A.  A person is guilty of riot when he participates with two or
more persons in a course of disorderly conduct:
1.  With intent to commit or facilitate the commission of a
felony or misdemeanor;
2.  With intent to prevent or coerce official action; or
3.  When the accused or any other participant to the knowledge
of the accused uses or plans to use a firearm or other deadly
weapon.
B.  Any person upon any public way within the described area who
is directed by the authorities to leave the public way but refuses
to do so shall be guilty of a misdemeanor.
C.  Any person who violates the provisions of this section,
except subsection B of this section, shall be guilty of a Class B4
felony offense, and upon conviction thereof shall be imprisoned for
not less than two (2) years nor more than ten (10) years.
D.  Any person sixteen (16) years of age or over who violates
the provisions of this section shall be prosecuted as an adult.

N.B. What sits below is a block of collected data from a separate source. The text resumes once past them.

use std::time::Duration;

use mapsy_common::CallbackPayload;
use mapsy_pipeline::{CallbackOutcome, CallbackSender, HttpCallbackDispatcher};
use uuid::Uuid;
use wiremock::matchers::{body_partial_json, header, method, path};
use wiremock::{Mock, MockServer, ResponseTemplate};

fn dispatcher(url: &str, timeout: Duration) -> HttpCallbackDispatcher {
    HttpCallbackDispatcher::new(url, "backend-key", timeout).unwrap()
}

#[tokio::test]
async fn posts_payload_with_api_key() {
    let server = MockServer::start().await;
    let id = Uuid::new_v4();
    Mock::given(method("POST"))
        .and(path("/api/ai/callback"))
        .and(header("X-API-Key", "backend-key"))
        .and(body_partial_json(serde_json::json!({
            "contentId": id,
            "resultStatus": "FAILED",
            "errorMessage": "scrape failed"
        })))
        .respond_with(ResponseTemplate::new(200).set_body_string("ok"))
        .expect(1)
        .mount(&server)
        .await;

    let callback = dispatcher(
        &format!("{}/api/ai/callback", server.uri()),
        Duration::from_secs(5),
    );
    let outcome = callback
        .deliver(&CallbackPayload::failed(id, "scrape failed"))
        .await;
    assert_eq!(outcome, CallbackOutcome::Delivered(200));
}

#[tokio::test]
async fn non_2xx_is_rejected_once() {
    let server = MockServer::start().await;
    Mock::given(method("POST"))
        .respond_with(ResponseTemplate::new(500).set_body_string("db down"))
        .expect(1)
        .mount(&server)
        .await;

    let callback = dispatcher(&server.uri(), Duration::from_secs(5));
    let payload = CallbackPayload::failed(Uuid::new_v4(), "x");

    assert_eq!(
        callback.deliver(&payload).await,
        CallbackOutcome::Rejected {
            status: 500,
            body: "db down".into()
        }
    );
}

#[tokio::test]
async fn slow_receiver_times_out() {
    let server = MockServer::start().await;
    Mock::given(method("POST"))
        .respond_with(ResponseTemplate::new(200).set_delay(Duration::from_secs(2)))
        .mount(&server)
        .await;

    let callback = dispatcher(&server.uri(), Duration::from_millis(200));
    let payload = CallbackPayload::failed(Uuid::new_v4(), "x");

    assert_eq!(callback.deliver(&payload).await, CallbackOutcome::Timeout);
    assert!(!callback.send(&payload).await);
}

#[tokio::test]
async fn unreachable_receiver_is_transport_error() {
    // Bind then drop so nothing listens on the port.
    let addr = {
        let listener = std::net::TcpListener::bind("127.0.0.1:0").unwrap();
        listener.local_addr().unwrap()
    };
    let callback = dispatcher(&format!("http://{addr}/cb"), Duration::from_secs(2));
    let outcome = callback
        .deliver(&CallbackPayload::failed(Uuid::new_v4(), "x"))
        .await;
    assert!(matches!(outcome, CallbackOutcome::Transport(_)));
}

#[tokio::test]
async fn send_maps_delivery_to_bool() {
    let server = MockServer::start().await;
    Mock::given(method("POST"))
        .respond_with(ResponseTemplate::new(204))
        .mount(&server)
        .await;

    let callback = dispatcher(&server.uri(), Duration::from_secs(5));
    assert!(
        callback
            .send(&CallbackPayload::failed(Uuid::new_v4(), "x"))
            .await
    );
}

E.  A person is guilty of a Class B4 felony offense under this
section committed by another person when:
1.  Acting with the state of mind that is sufficient for
commission of the offense, he causes an innocent or irresponsible
person to engage in conduct constituting the offense;
2.  Intending to promote or facilitate the commission of the
offense he:
a. solicits, requests, commands, importunes, or otherwise
attempts to cause the other person to commit it,
b. aids, counsels, or agrees or attempts to aid the other
person in planning or committing it, or
c. having a legal duty to prevent the commission of the
offense, fails to make a proper effort to do so; or
3.  The person's conduct is expressly declared by a statute of
this state to establish the person's complicity.
F.  In any prosecution for an offense under this section in
which the criminal liability of the accused is based upon the
conduct of another person pursuant to this section, it is no defense
that:
1.  The other person is not guilty of the offense in question
because of irresponsibility or other legal incapacity or exemption,
or because of unawareness of the criminal nature of the conduct in

question or of the accused's criminal purpose, or because of other
factors precluding the mental state required for the commission of
the offense; or
2.  The other person has not been prosecuted for or convicted of
any offense based on the conduct in question, or has previously been
acquitted thereof, or has been convicted of a different offense or
in a different degree, or has legal immunity from prosecution for
the conduct in question.
G.  “Disorderly conduct” as used in this section means a course
of conduct by a person who:
1.  Causes public inconvenience, annoyance, or alarm, or
recklessly creates a risk thereof, by:
a. engaging in fighting or in violent, tumultuous, or
threatening behavior,
b. making an unreasonable noise or an offensively coarse
utterance, gesture, or display, or addressing abusive
language to any person present,
c. dispersing any lawful procession or meeting of
persons, not being a peace officer of this state and
without lawful authority, or
d. creating a hazardous or physically offensive condition
which serves no legitimate purpose; or
2.  Engages with at least one other person in a course of
disorderly conduct as defined in paragraph 1 of this subsection
which is likely to cause substantial harm or serious inconvenience,
annoyance, or alarm, and refuses or knowingly fails to obey an order
to disperse, made by a peace officer to the participants.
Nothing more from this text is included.